The formulation adjuvants that are suitable for the preparation of the compositions according to the invention are known per se. As liquid carriers there may be used: water, toluene, xylene, petroleum ether, vegetable oils, acetone, methyl ethyl ketone, cyclohexanone, acid anhydrides, acetonitrile, acetophenone, amyl acetate, 2-butanone, butylene carbonate, chlorobenzene, cyclohexane, cyclohexanol, alkyl esters of acetic acid, diacetone alcohol, 1,2-dichloropropane, diethanolamine, p-diethylbenzene, diethylene glycol, diethylene glycol abietate, diethylene glycol butyl ether, diethylene glycol ethyl ether, diethylene glycol methyl ether, N,N-dimethylformamide, dimethyl sulfoxide, 1,4-dioxane, dipropylene glycol, dipropylene glycol methyl ether, dipropylene glycol dibenzoate, diproxitol, alkylpyrrolidone, ethyl acetate, 2-ethylhexanol, ethylene carbonate, 1,1,1-trichloroethane, 2-heptanone, alpha-pinene, d-limonene, ethyl lactate, ethylene glycol, ethylene glycol butyl ether, ethylene glycol methyl ether, gamma-butyrolactone, glycerol, glycerol acetate, glycerol diacetate, glycerol triacetate, hexadecane, hexylene glycol, isoamyl acetate, isobornyl acetate, isooctane, isophorone, isopropylbenzene, isopropyl myristate, lactic acid, laurylamine, mesityl oxide, methoxypropanol, methyl isoamyl ketone, methyl isobutyl ketone, methyl laurate, methyl octanoate, methyl oleate, methylene chloride, m-xylene, n-hexane, n-octylamine, octadecanoic acid, octylamine acetate, oleic acid, oleylamine, o-xylene, phenol, polyethylene glycol, propionic acid, propyl lactate, propylene carbonate, propylene glycol, propylene glycol methyl ether, p-xylene, toluene, triethyl phosphate, triethylene glycol, xylenesulfonic acid, paraffin, mineral oil, trichloroethylene, perchloroethylene, ethyl acetate, amyl acetate, butyl acetate, propylene glycol methyl ether, diethylene glycol methyl ether, methanol, ethanol, isopropanol, and alcohols of higher molecular weight, such as amyl alcohol, tetrahydrofurfuryl alcohol, hexanol, octanol, ethylene glycol, propylene glycol, glycerol, N-methyl-2-pyrrolidone and the like.
Suitable solid carriers are, for example, talc, titanium dioxide, pyrophyllite clay, silica, attapulgite clay, kieselguhr, limestone, calcium carbonate, bentonite, calcium montmorillonite, cottonseed husks, wheat flour, soybean flour, pumice, wood flour, ground walnut shells, lignin and similar substances.
A large number of surface-active substances can advantageously be used in both solid and liquid formulations, especially in those formulations which can be diluted with a carrier prior to use.

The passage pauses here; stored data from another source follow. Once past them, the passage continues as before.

//! Per-clip editor: one segment model plus its crop and highlight tracks.

use reframe_common::config::EditorDefaults;
use reframe_project_model::frame::{sanitize_framerate, FRAME_TOLERANCE};
use reframe_project_model::project::{ClipSnapshot, SourceMedia};
use reframe_project_model::region::{AspectRatio, CropRect, HighlightRegion};

use crate::crop::CropTrack;
use crate::error::{rejected, EditError, EditResult};
use crate::highlight::{HighlightStyle, HighlightTrack};
use crate::segments::SegmentModel;
use crate::track::RemoveOutcome;
use crate::trim::{toggle_trim, TrimAwareTrack, TrimTransition};

/// Knobs shared by every clip editor in a session.
#[derive(Debug, Clone, PartialEq)]
pub struct EditorSettings {
    /// Playhead distance, in frames, at which a keyframe counts as selected.
    pub frame_tolerance: i64,
    pub highlight: HighlightStyle,
}

impl Default for EditorSettings {
    fn default() -> Self {
        Self {
            frame_tolerance: FRAME_TOLERANCE,
            highlight: HighlightStyle::default(),
        }
    }
}

impl EditorSettings {
    pub fn from_defaults(defaults: &EditorDefaults) -> Self {
        Self {
            frame_tolerance: defaults.frame_tolerance.max(0),
            highlight: HighlightStyle::from_defaults(defaults),
        }
    }
}

/// The live editing state of one clip.
#[derive(Debug, Clone)]
pub struct ClipEditor {
    id: String,
    name: String,
    source: SourceMedia,
    settings: EditorSettings,
    segments: SegmentModel,
    crop: CropTrack,
    highlight: HighlightTrack,
}

impl ClipEditor {
    /// Fresh state for a clip that has never been edited.
    pub fn new(
        id: impl Into<String>,
        name: impl Into<String>,
        source: SourceMedia,
        aspect: AspectRatio,
        settings: EditorSettings,
    ) -> EditResult<Self> {
        let mut snapshot = ClipSnapshot::new(name, source);
        snapshot.id = id.into();
        Self::from_snapshot(&snapshot, aspect, settings)
    }

    /// Hydrate from a saved clip and re-establish permanent keyframes at
    /// the visible edges.
    pub fn from_snapshot(
        snapshot: &ClipSnapshot,
        aspect: AspectRatio,
        settings: EditorSettings,
    ) -> EditResult<Self> {
        let source = snapshot.source.clone();
        let duration = source.duration_secs;
        let fps = sanitize_framerate(source.framerate);
        let (width, height) = (f64::from(source.width), f64::from(source.height));

        let segments = match &snapshot.segments {
            Some(saved) => SegmentModel::from_snapshot(saved, duration, fps)?,
            None => SegmentModel::new(duration, fps)?,
        };
        let crop = CropTrack::from_keyframes(
            snapshot.crop_keyframes.clone(),
            duration,
            fps,
            width,
            height,
            aspect,
        );
        let highlight = HighlightTrack::from_snapshot(
            &snapshot.highlight,
            duration,
            fps,
            width,
            height,
            settings.highlight.clone(),
        );

        let mut editor = Self {
            id: snapshot.id.clone(),
            name: snapshot.name.clone(),
            source,
            settings,
            segments,
            crop,
            highlight,
        };
        editor.ensure_boundary_keyframes();
        tracing::debug!(
            clip = %editor.id,
            segments = editor.segments.segments().len(),
            crop_keyframes = editor.crop.keyframes().len(),
            "Clip hydrated"
        );
        Ok(editor)
    }

    /// Saveable state of this clip.
    pub fn to_snapshot(&self) -> ClipSnapshot {
        ClipSnapshot {
            id: self.id.clone(),
            name: self.name.clone(),
            source: self.source.clone(),
            crop_keyframes: self.crop.keyframes().to_vec(),
            highlight: self.highlight.to_snapshot(),
            segments: Some(self.segments.to_snapshot()),
        }
    }

    pub fn id(&self) -> &str {
        &self.id
    }

    pub fn name(&self) -> &str {
        &self.name
    }

    pub fn source(&self) -> &SourceMedia {
        &self.source
    }

    pub fn settings(&self) -> &EditorSettings {
        &self.settings
    }

    pub fn framerate(&self) -> f64 {
        self.segments.framerate()
    }

    pub fn duration(&self) -> f64 {
        self.segments.source_duration()
    }

    pub fn segments(&self) -> &SegmentModel {
        &self.segments
    }

    pub fn crop(&self) -> &CropTrack {
        &self.crop
    }

    pub fn highlight(&self) -> &HighlightTrack {
        &self.highlight
    }

    /// Split the segment under `source_time`. Returns the new boundary's
    /// segment index.
    pub fn add_boundary(&mut self, source_time: f64) -> EditResult<usize> {
        self.segments.add_boundary(source_time)
    }

    pub fn remove_boundary(&mut self, index: usize) -> EditResult<()> {
        self.segments.remove_boundary(index)
    }

    pub fn set_segment_speed(&mut self, index: usize, multiplier: f64) -> EditResult<()> {
        self.segments.set_segment_speed(index, multiplier)
    }

    /// Trim or restore an edge segment, carrying both tracks along.
    pub fn toggle_trim(&mut self, index: usize) -> EditResult<TrimTransition> {
        let mut tracks: [&mut dyn TrimAwareTrack; 2] = [&mut self.crop, &mut self.highlight];
        toggle_trim(&mut self.segments, &mut tracks, index)
    }

    /// Set the crop at the playhead. Times in hidden regions clamp to the
    /// visible range.
    pub fn set_crop(&mut self, time: f64, rect: CropRect) -> usize {
        let time = self.segments.clamp_to_visible_range(time);
        self.crop.set_crop(time, rect)
    }

    pub fn crop_at(&self, time: f64) -> Option<CropRect> {
        self.crop.crop_at(time)
    }

    pub fn selected_crop_keyframe(&self, current_time: f64) -> Option<usize> {
        self.crop
            .selected_index(current_time, self.settings.frame_tolerance)
    }

    /// Delete the crop keyframe under the playhead.
    pub fn delete_crop_keyframe(&mut self, current_time: f64) -> EditResult<RemoveOutcome> {
        match self
            .crop
            .remove_crop(current_time, self.settings.frame_tolerance)
        {
            RemoveOutcome::NotFound => rejected(EditError::KeyframeNotFound { time: current_time }),
            outcome => Ok(outcome),
        }
    }

    pub fn copy_crop(&mut self, time: f64) -> Option<CropRect> {
        self.crop.copy_crop(time)
    }

    pub fn paste_crop(&mut self, time: f64) -> EditResult<usize> {
        let time = self.segments.clamp_to_visible_range(time);
        match self.crop.paste_crop(time) {
            Some(index) => Ok(index),
            None => rejected(EditError::EmptyClipboard),
        }
    }

    pub fn set_target_aspect(&mut self, aspect: AspectRatio) {
        self.crop.set_aspect(aspect);
    }

    pub fn set_highlight_enabled(&mut self, enabled: bool) {
        self.highlight.set_enabled(enabled);
    }

    pub fn set_highlight_duration(&mut self, duration: f64) -> EditResult<()> {
        self.highlight.set_duration(duration)?;
        self.ensure_boundary_keyframes();
        Ok(())
    }

    pub fn set_highlight(&mut self, time: f64, region: HighlightRegion) -> usize {
        let time = self.segments.clamp_to_visible_range(time);
        self.highlight.set_region(time, region)
    }

    pub fn highlight_at(&self, time: f64) -> Option<HighlightRegion> {
        self.highlight.region_at(time)
    }

    pub fn selected_highlight_keyframe(&self, current_time: f64) -> Option<usize> {
        self.highlight
            .selected_index(current_time, self.settings.frame_tolerance)
    }

    pub fn delete_highlight_keyframe(&mut self, current_time: f64) -> EditResult<RemoveOutcome> {
        match self
            .highlight
            .remove_region(current_time, self.settings.frame_tolerance)
        {
            RemoveOutcome::NotFound => rejected(EditError::KeyframeNotFound { time: current_time }),
            outcome => Ok(outcome),
        }
    }

    pub fn copy_highlight(&mut self, time: f64) -> Option<HighlightRegion> {
        self.highlight.copy_region(time)
    }

    pub fn paste_highlight(&mut self, time: f64) -> EditResult<usize> {
        let time = self.segments.clamp_to_visible_range(time);
        match self.highlight.paste_region(time) {
            Some(index) => Ok(index),
            None => rejected(EditError::EmptyClipboard),
        }
    }

    /// Where a seek to `source_time` actually lands.
    pub fn clamp_seek(&self, source_time: f64) -> f64 {
        self.segments.clamp_to_visible_range(source_time)
    }

    /// Playback speed at `source_time`.
    pub fn playback_rate_at(&self, source_time: f64) -> f64 {
        self.segments
            .get_segment_at_time(source_time)
            .speed_multiplier
    }

    pub fn visual_duration(&self) -> f64 {
        self.segments.visual_duration()
    }

    pub fn source_to_visual(&self, source_time: f64) -> f64 {
        self.segments.source_time_to_visual_time(source_time)
    }

    pub fn visual_to_source(&self, visual_time: f64) -> f64 {
        self.segments.visual_time_to_source_time(visual_time)
    }

    fn ensure_boundary_keyframes(&mut self) {
        let (start, end) = (self.segments.visible_start(), self.segments.visible_end());
        self.crop.ensure_boundary_keyframes(start, end);
        self.highlight.ensure_boundary_keyframes(start, end);
    }
}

Surface-active substances may be anionic, cationic, non-ionic or polymeric and they can be used as emulsifiers, wetting agents or suspending agents or for other purposes. Typical surface-active substances include, for example, salts of alkyl sulfates, such as diethanolammonium lauryl sulfate; salts of alkylarylsulfonates, such as calcium dodecylbenzenesulfonate; alkylphenol/alkylene oxide addition products, such as nonylphenol ethoxylate; alcohol/alkylene oxide addition products, such as tridecylalcohol ethoxylate; soaps, such as sodium stearate; salts of alkylnaphthalenesulfonates, such as sodium dibutylnaphthalenesulfonate; dialkyl esters of sulfosuccinate salts, such as sodium di(2-ethylhexyl)sulfosuccinate; sorbitol esters, such as sorbitol oleate; quaternary amines, such as lauryltrimethylammonium chloride, polyethylene glycol esters of fatty acids, such as polyethylene glycol stearate; block copolymers of ethylene oxide and propylene oxide; and salts of mono- and di-alkylphosphate esters; and also further substances described e.g. in McCutcheon's Detergents and Emulsifiers Annual, MC Publishing Corp., Ridgewood N.J. (1981).

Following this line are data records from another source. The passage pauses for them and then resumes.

//! Segment model: the source-time to visual-time remapper.
//!
//! The source duration is partitioned into contiguous segments. Each has
//! a speed multiplier; the first and last may be trimmed, which keeps the
//! segment but drops its contribution to the visual timeline. The visual
//! timeline is always derived, never stored.

use reframe_project_model::frame::{snap_to_frame, time_to_frame};
use reframe_project_model::segment::{SegmentSnapshot, TrimRange};

use crate::error::{rejected, EditError, EditResult};

/// A contiguous range of source time.
#[derive(Debug, Clone, PartialEq)]
pub struct Segment {
    pub index: usize,
    pub source_start: f64,
    pub source_end: f64,
    pub speed_multiplier: f64,
    pub is_trimmed: bool,
    pub is_first: bool,
    pub is_last: bool,
}

impl Segment {
    fn new(source_start: f64, source_end: f64, speed_multiplier: f64) -> Self {
        Self {
            index: 0,
            source_start,
            source_end,
            speed_multiplier,
            is_trimmed: false,
            is_first: false,
            is_last: false,
        }
    }

    /// Length in source seconds.
    pub fn source_len(&self) -> f64 {
        self.source_end - self.source_start
    }

    /// Length on the visual timeline; zero when trimmed.
    pub fn visual_len(&self) -> f64 {
        if self.is_trimmed {
            0.0
        } else {
            self.source_len() / self.speed_multiplier
        }
    }

    /// Whether `time` is inside this segment (inclusive on both ends).
    pub fn contains(&self, time: f64) -> bool {
        time >= self.source_start && time <= self.source_end
    }

    fn distance_to(&self, time: f64) -> f64 {
        if time < self.source_start {
            self.source_start - time
        } else if time > self.source_end {
            time - self.source_end
        } else {
            0.0
        }
    }
}

/// Ordered segments covering `[0, source_duration]`.
#[derive(Debug, Clone, PartialEq)]
pub struct SegmentModel {
    source_duration: f64,
    framerate: f64,
    segments: Vec<Segment>,
}

impl SegmentModel {
    /// A single untrimmed 1x segment covering the source.
    pub fn new(source_duration: f64, framerate: f64) -> EditResult<Self> {
        let mut model = Self {
            source_duration: 0.0,
            framerate,
            segments: vec![],
        };
        model.initialize(source_duration)?;
        Ok(model)
    }

    /// Restore from the persisted shape.
    pub fn from_snapshot(
        snapshot: &SegmentSnapshot,
        source_duration: f64,
        framerate: f64,
    ) -> EditResult<Self> {
        let mut model = Self::new(source_duration, framerate)?;

        if let Some(problem) = snapshot.problems(source_duration).into_iter().next() {
            return rejected(EditError::InvalidSnapshot(problem));
        }

        let mut segments: Vec<Segment> = snapshot
            .boundaries
            .windows(2)
            .zip(&snapshot.segment_speeds)
            .map(|(w, speed)| Segment::new(w[0], w[1], *speed))
            .collect();
        if let Some(last) = segments.last_mut() {
            last.source_end = source_duration;
        }
        model.segments = segments;
        model.reindex();

        if let Some(trim) = snapshot.trim_range {
            let first_end = model.segments[0].source_end;
            let last_start = model.segments[model.segments.len() - 1].source_start;
            let trims_start = trim.start > 0.0 && model.same_frame(trim.start, first_end);
            let trims_end =
                trim.end < source_duration && model.same_frame(trim.end, last_start);

            let start_ok = trims_start || model.same_frame(trim.start, 0.0);
            let end_ok = trims_end || model.same_frame(trim.end, source_duration);
            if !start_ok || !end_ok {
                return rejected(EditError::InvalidSnapshot(format!(
                    "trim range {:.3}..{:.3} does not line up with edge segments",
                    trim.start, trim.end
                )));
            }

            let last = model.segments.len() - 1;
            model.segments[0].is_trimmed = trims_start;
            model.segments[last].is_trimmed = trims_end;
            if model.segments.iter().all(|s| s.is_trimmed) {
                return rejected(EditError::InvalidSnapshot(
                    "trim range hides every segment".to_string(),
                ));
            }
        }

        Ok(model)
    }

    /// Persisted shape of the current layout.
    pub fn to_snapshot(&self) -> SegmentSnapshot {
        SegmentSnapshot {
            boundaries: self.boundaries(),
            segment_speeds: self.segment_speeds(),
            trim_range: self.trim_range(),
        }
    }

    /// Reset to one full-length, untrimmed 1x segment.
    pub fn initialize(&mut self, source_duration: f64) -> EditResult<()> {
        if !(source_duration.is_finite() && source_duration > 0.0) {
            return rejected(EditError::InvalidDuration {
                duration: source_duration,
            });
        }
        self.source_duration = source_duration;
        self.segments = vec![Segment::new(0.0, source_duration, 1.0)];
        self.reindex();
        tracing::debug!(duration = source_duration, "Segments initialized");
        Ok(())
    }

    pub fn source_duration(&self) -> f64 {
        self.source_duration
    }

    pub fn framerate(&self) -> f64 {
        self.framerate
    }

    pub fn segments(&self) -> &[Segment] {
        &self.segments
    }

    pub fn segment(&self, index: usize) -> EditResult<&Segment> {
        match self.segments.get(index) {
            Some(segment) => Ok(segment),
            None => rejected(EditError::SegmentIndexOutOfRange {
                index,
                count: self.segments.len(),
            }),
        }
    }

    /// Split the containing segment at the frame nearest `source_time`.
    ///
    /// Both halves keep the original speed. Returns the index of the new
    /// right-hand segment.
    pub fn add_boundary(&mut self, source_time: f64) -> EditResult<usize> {
        if !source_time.is_finite() {
            return rejected(EditError::BoundaryOutOfRange { time: source_time });
        }
        let time = snap_to_frame(source_time, self.framerate);
        if time <= 0.0 || time >= self.source_duration {
            return rejected(EditError::BoundaryOutOfRange { time });
        }
        if self
            .segments
            .iter()
            .any(|s| self.same_frame(s.source_start, time) || self.same_frame(s.source_end, time))
        {
            return rejected(EditError::DuplicateBoundary { time });
        }

        let Some(index) = self
            .segments
            .iter()
            .position(|s| time > s.source_start && time < s.source_end)
        else {
            return rejected(EditError::BoundaryOutOfRange { time });
        };
        if self.segments[index].is_trimmed {
            return rejected(EditError::SegmentTrimmed { index });
        }

        let mut right = self.segments[index].clone();
        right.source_start = time;
        self.segments[index].source_end = time;
        self.segments.insert(index + 1, right);
        self.reindex();

        tracing::debug!(time, index, "Segment boundary added");
        Ok(index + 1)
    }

    /// Merge segment `index` with segment `index + 1`.
    ///
    /// The left segment's speed wins. Trimmed segments cannot be merged.
    pub fn remove_boundary(&mut self, index: usize) -> EditResult<()> {
        if index + 1 >= self.segments.len() {
            return rejected(EditError::SegmentIndexOutOfRange {
                index,
                count: self.segments.len(),
            });
        }
        for i in [index, index + 1] {
            if self.segments[i].is_trimmed {
                return rejected(EditError::SegmentTrimmed { index: i });
            }
        }

        let right = self.segments.remove(index + 1);
        self.segments[index].source_end = right.source_end;
        self.reindex();

        tracing::debug!(index, "Segment boundary removed");
        Ok(())
    }

    pub fn set_segment_speed(&mut self, index: usize, multiplier: f64) -> EditResult<()> {
        if !(multiplier.is_finite() && multiplier > 0.0) {
            return rejected(EditError::InvalidSpeed { speed: multiplier });
        }
        if self.segment(index)?.is_trimmed {
            return rejected(EditError::SegmentTrimmed { index });
        }
        self.segments[index].speed_multiplier = multiplier;
        tracing::debug!(index, multiplier, "Segment speed changed");
        Ok(())
    }

    /// Check whether segment `index` may flip its trim flag.
    pub fn check_trim_toggle(&self, index: usize) -> EditResult<()> {
        let segment = self.segment(index)?;
        if !(segment.is_first || segment.is_last) {
            return rejected(EditError::NotEdgeSegment { index });
        }
        if !segment.is_trimmed {
            let other_visible = self
                .segments
                .iter()
                .filter(|s| s.index != index && !s.is_trimmed)
                .count();
            if other_visible == 0 {
                return rejected(EditError::WouldHideEverything { index });
            }
        }
        Ok(())
    }

    /// Flip the trim flag of an edge segment. Returns the new state.
    ///
    /// This only touches the segment list; use the trim coordinator when
    /// keyframe tracks must follow.
    pub fn toggle_trim_segment(&mut self, index: usize) -> EditResult<bool> {
        self.check_trim_toggle(index)?;
        let segment = &mut self.segments[index];
        segment.is_trimmed = !segment.is_trimmed;
        tracing::debug!(index, trimmed = segment.is_trimmed, "Segment trim toggled");
        Ok(segment.is_trimmed)
    }

    /// Total length of the visual timeline.
    pub fn visual_duration(&self) -> f64 {
        self.segments.iter().map(Segment::visual_len).sum()
    }

    /// Map a source time onto the visual timeline.
    ///
    /// Times inside a trimmed segment collapse onto the adjacent visible
    /// boundary. Out-of-range input clamps.
    pub fn source_time_to_visual_time(&self, source_time: f64) -> f64 {
        let t = clamp_or_zero(source_time, 0.0, self.source_duration);
        let mut visual = 0.0;
        for segment in &self.segments {
            if t >= segment.source_end {
                visual += segment.visual_len();
                continue;
            }
            if !segment.is_trimmed {
                visual += (t - segment.source_start).max(0.0) / segment.speed_multiplier;
            }
            break;
        }
        visual
    }

    /// Map a visual time back onto the source. Out-of-range input clamps.
    pub fn visual_time_to_source_time(&self, visual_time: f64) -> f64 {
        let v = clamp_or_zero(visual_time, 0.0, self.visual_duration());
        let mut elapsed = 0.0;
        for segment in self.segments.iter().filter(|s| !s.is_trimmed) {
            let len = segment.visual_len();
            if v <= elapsed + len {
                let source = segment.source_start + (v - elapsed) * segment.speed_multiplier;
                return source.min(segment.source_end);
            }
            elapsed += len;
        }
        self.visible_end()
    }

    /// First visible source time.
    pub fn visible_start(&self) -> f64 {
        self.segments
            .iter()
            .find(|s| !s.is_trimmed)
            .map_or(0.0, |s| s.source_start)
    }

    /// Last visible source time.
    pub fn visible_end(&self) -> f64 {
        self.segments
            .iter()
            .rev()
            .find(|s| !s.is_trimmed)
            .map_or(self.source_duration, |s| s.source_end)
    }

    /// Nearest source time inside a non-trimmed segment.
    pub fn clamp_to_visible_range(&self, source_time: f64) -> f64 {
        clamp_or_zero(source_time, self.visible_start(), self.visible_end())
    }

    /// The segment containing `source_time`, or the nearest visible one
    /// when that segment is trimmed.
    pub fn get_segment_at_time(&self, source_time: f64) -> &Segment {
        let t = clamp_or_zero(source_time, 0.0, self.source_duration);
        let containing = self
            .segments
            .iter()
            .find(|s| t >= s.source_start && t < s.source_end)
            .unwrap_or(&self.segments[self.segments.len() - 1]);
        if !containing.is_trimmed {
            return containing;
        }
        self.segments
            .iter()
            .filter(|s| !s.is_trimmed)
            .min_by(|a, b| a.distance_to(t).total_cmp(&b.distance_to(t)))
            .unwrap_or(containing)
    }

    /// Visible window, if an edge segment is trimmed.
    pub fn trim_range(&self) -> Option<TrimRange> {
        self.segments
            .iter()
            .any(|s| s.is_trimmed)
            .then(|| TrimRange::new(self.visible_start(), self.visible_end()))
    }

    /// Every boundary in source seconds, including 0 and the duration.
    pub fn boundaries(&self) -> Vec<f64> {
        std::iter::once(0.0)
            .chain(self.segments.iter().map(|s| s.source_end))
            .collect()
    }

    pub fn segment_speeds(&self) -> Vec<f64> {
        self.segments.iter().map(|s| s.speed_multiplier).collect()
    }

    fn same_frame(&self, a: f64, b: f64) -> bool {
        time_to_frame(a, self.framerate) == time_to_frame(b, self.framerate)
    }

    fn reindex(&mut self) {
        let last = self.segments.len().saturating_sub(1);
        for (i, segment) in self.segments.iter_mut().enumerate() {
            segment.index = i;
            segment.is_first = i == 0;
            segment.is_last = i == last;
        }
    }
}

Further adjuvants that can be used in pesticidal formulations include crystallisation inhibitors, viscosity modifiers, suspending agents, dyes, anti-oxidants, foaming agents, light absorbers, mixing auxiliaries, antifoams, complexing agents, neutralising or pH-modifying substances and buffers, corrosion inhibitors, fragrances, wetting agents, take-up enhancers, micronutrients, plasticisers, glidants, lubricants, dispersants, thickeners, antifreezes, microbicides, and liquid and solid fertilisers.

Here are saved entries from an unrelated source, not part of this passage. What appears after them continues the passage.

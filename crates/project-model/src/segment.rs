//! Persisted segment layout.
//!
//! The live segment list is owned by the editing core; this is the shape
//! it is saved and loaded as.

use serde::{Deserialize, Serialize};

/// Source-time range hidden by trimming, expressed as the visible window.
#[derive(Debug, Clone, Copy, PartialEq, Serialize, Deserialize)]
pub struct TrimRange {
    /// First visible source time.
    pub start: f64,
    /// Last visible source time.
    pub end: f64,
}

impl TrimRange {
    pub fn new(start: f64, end: f64) -> Self {
        Self { start, end }
    }
}

/// Segment boundaries, speeds, and trim state as stored on disk.
#[derive(Debug, Clone, PartialEq, Serialize, Deserialize)]
pub struct SegmentSnapshot {
    /// Every boundary in source seconds, including `0` and the source
    /// duration. `n` boundaries describe `n - 1` segments.
    pub boundaries: Vec<f64>,

    /// Speed multiplier per segment.
    pub segment_speeds: Vec<f64>,

    /// Visible window when an edge segment is trimmed.
    #[serde(default)]
    pub trim_range: Option<TrimRange>,
}

impl SegmentSnapshot {
    /// A single untrimmed 1x segment covering `duration`.
    pub fn full(duration: f64) -> Self {
        Self {
            boundaries: vec![0.0, duration],
            segment_speeds: vec![1.0],
            trim_range: None,
        }
    }

    /// Structural problems with this snapshot, if any.
    pub fn problems(&self, duration: f64) -> Vec<String> {
        let mut problems = vec![];

        if self.boundaries.len() < 2 {
            problems.push("segments need at least two boundaries".to_string());
            return problems;
        }
        if self.segment_speeds.len() != self.boundaries.len() - 1 {
            problems.push(format!(
                "{} boundaries but {} segment speeds",
                self.boundaries.len(),
                self.segment_speeds.len()
            ));
        }
        if self.boundaries.windows(2).any(|w| w[1] <= w[0]) {
            problems.push("segment boundaries are not strictly increasing".to_string());
        }
        if self.boundaries[0].abs() > 1e-6 {
            problems.push("first segment boundary is not 0".to_string());
        }
        if let Some(last) = self.boundaries.last() {
            if (last - duration).abs() > 1e-3 {
                problems.push(format!(
                    "last segment boundary {last:.3}s does not match duration {duration:.3}s"
                ));
            }
        }
        if self
            .segment_speeds
            .iter()
            .any(|s| !s.is_finite() || *s <= 0.0)
        {
            problems.push("segment speeds must be positive".to_string());
        }

        problems
    }
}

#[cfg(test)]
mod tests {
    use super::*;

    #[test]
    fn test_full_snapshot_is_valid() {
        assert!(SegmentSnapshot::full(60.0).problems(60.0).is_empty());
    }

    #[test]
    fn test_problems_detects_mismatched_speeds() {
        let snap = SegmentSnapshot {
            boundaries: vec![0.0, 30.0, 60.0],
            segment_speeds: vec![1.0],
            trim_range: None,
        };
        let problems = snap.problems(60.0);
        assert_eq!(problems.len(), 1);
        assert!(problems[0].contains("segment speeds"));
    }

    #[test]
    fn test_problems_detects_unsorted_and_bad_speed() {
        let snap = SegmentSnapshot {
            boundaries: vec![0.0, 40.0, 30.0, 60.0],
            segment_speeds: vec![1.0, 0.0, 1.0],
            trim_range: None,
        };
        let problems = snap.problems(60.0);
        assert!(problems.iter().any(|p| p.contains("strictly increasing")));
        assert!(problems.iter().any(|p| p.contains("positive")));
    }
}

The compositions according to the invention can include an additive comprising an oil of vegetable or animal origin, a mineral oil, alkyl esters of such oils or mixtures of such oils and oil derivatives. The amount of oil additive in the composition according to the invention is generally from 0.01 to 10%, based on the mixture to be applied. For example, the oil additive can be added to a spray tank in the desired concentration after a spray mixture has been prepared. Preferred oil additives comprise mineral oils or an oil of vegetable origin, for example rapeseed oil, olive oil or sunflower oil, emulsified vegetable oil, alkyl esters of oils of vegetable origin, for example the methyl derivatives, or an oil of animal origin, such as fish oil or beef tallow. Preferred oil additives comprise alkyl esters of C8-C22 fatty acids, especially the methyl derivatives of C12-C18 fatty acids, for example the methyl esters of lauric acid, palmitic acid and oleic acid (methyl laurate, methyl palmitate and methyl oleate, respectively). Many oil derivatives are known from the Compendium of
Herbicide Adjuvants, 10th Edition, Southern Illinois University, 2010.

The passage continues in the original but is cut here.